Part of the problem is that I should have registered earlier, they said. Friday was the last day. I told them that I didn't know anything about registration. I told them that I looked up their website online, and it was dead. The links didn't work. It hadn't been updated since late 2008. I said that I looked for information about an open house, about registering, about meeting the teacher. I said that I looked to see whether or not the school had uniforms. I looked to see about school lunch, and whether or not they served breakfast. This information was not to be had. I said that they didn't understand the preparation that went into everything, that we spent weeks gearing Niko up for school. I told them that he was going to be scared of school now, that he wouldn't get on the bus anymore. I told them that, believe me, if there was something that I could have done to avoid this problem, I would have done it. I don't say that I knock myself out doing it. I don't tell them that I wake up about 20 times a night, worrying about something that I might have missed, that I'm worried they'll lose vital paperwork, that there's something more that I should be doing.
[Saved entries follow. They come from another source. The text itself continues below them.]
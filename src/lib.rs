//! Checkers game-tree search and self-play engine
//!
//! An 8x8 American checkers engine built to score candidate evaluators
//! (hand-written heuristics or evolved networks) by playing them against
//! each other:
//! - Mandatory captures with multi-jump chains
//! - Men promote on the far row and the chain stops there
//! - Make/unmake on a single board, no position copies during search
//! - Alpha-beta with forced-jump extension and a leaf-score cache
//!
//! # Architecture
//!
//! The engine is organized into several modules:
//! - [`board`]: Board representation, cell codes and piece counters
//! - [`moves`]: Move and step records, PDN notation
//! - [`rules`]: Move generation, apply/reverse and winner detection
//! - [`eval`]: Leaf evaluators (heuristic, material, network substrate)
//! - [`search`]: Alpha-beta searcher and board cache
//! - [`config`]: TOML experiment configuration
//! - [`engine`]: Self-play driver and multi-threaded game runner
//!
//! # Quick Start
//!
//! ```
//! use checkers::{Board, Color, HeuristicEvaluator, Searcher};
//! use checkers::rules::apply_move;
//!
//! let mut board = Board::new();
//! let mut searcher = Searcher::new(Box::new(HeuristicEvaluator::default()));
//!
//! let result = searcher.search(&mut board, Color::Black, 4, None).unwrap();
//! if let Some(mut mv) = result.best_move {
//!     apply_move(&mut board, &mut mv).unwrap();
//!     println!("Black plays {}", mv.to_pdn());
//! }
//! ```

pub mod board;
pub mod config;
pub mod engine;
pub mod error;
pub mod eval;
pub mod moves;
pub mod rules;
pub mod search;

// Re-export commonly used types for convenience
pub use board::{Board, Color, PieceCounts, Square, BOARD_SIZE};
pub use config::ExperimentConfig;
pub use engine::{run_games, Experiment, GameOutcome, GameRecord, GameStats};
pub use error::{CheckersError, CheckersResult};
pub use eval::{HeuristicEvaluator, LeafEvaluator, MaterialEvaluator, Score};
pub use moves::{GameLog, Move, Step};
pub use search::{SearchResult, Searcher};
She told me that all the information that I needed was in the newsletter that they sent home. Everybody in the school district got this newsletter.

"I didn't get the newsletter," I said.

Oh. Maybe if I had gone to the website, then...

Didn't she understand what I just told her? I did go to the website. There was no information there. This could have gone on for hours, but I finally held up my hand and said, Please. Tell me where we go from here. Can I register him now?

Paperwork was missing. It couldn't be found. This is exactly one of the things that I feared, and I fear it because it happens to us all of the time. I ran all over town and finally got copies of everything that they needed. Dad and I took the kids home. My father called my mom and said that all of the kids were crying. He meant Niko, Nina, and I.

So Tuesday was Niko's Do-Over. His second day of school. I said, "Niko! Let's get ready for school!" and he cried. The bus came and he collapsed to the ground, screaming. I cursed everybody silently. I hated them all. I tried not to cry and told him that it would be all right, and today would be much different, and I would meet him there. He existed today. Whether or not they had all of his paperwork, the woman at the office assured me that she could find enough to get him in. He pressed his face to the bus window and cried. I promised that we'd meet him there, just like yesterday, only better. I put on my dark glasses (to hide my puffy eyes) and what my father calls my "Dita Von Teese" lipstick. I armored up. I went over to face them again, determined to work everything out by my sheer force of will.

And then everything changed.


The Cutie Udy's said...

Oh my goodness when are you going to write part two? I am sucked in, about to cry, and about to get in the car and head to the school to curse them myself. You really are an excellent writer. I'm sorry you, Niko, Nina, your dad, and husband had to go through all of this!

Mercedes said...

Thanks! That makes me feel a lot better. Isn't that strange, that I'm happy because you're angry for us? But everything worked out, and now the world is raining comets and butterflies. Just when I thought I couldn't take one more thing.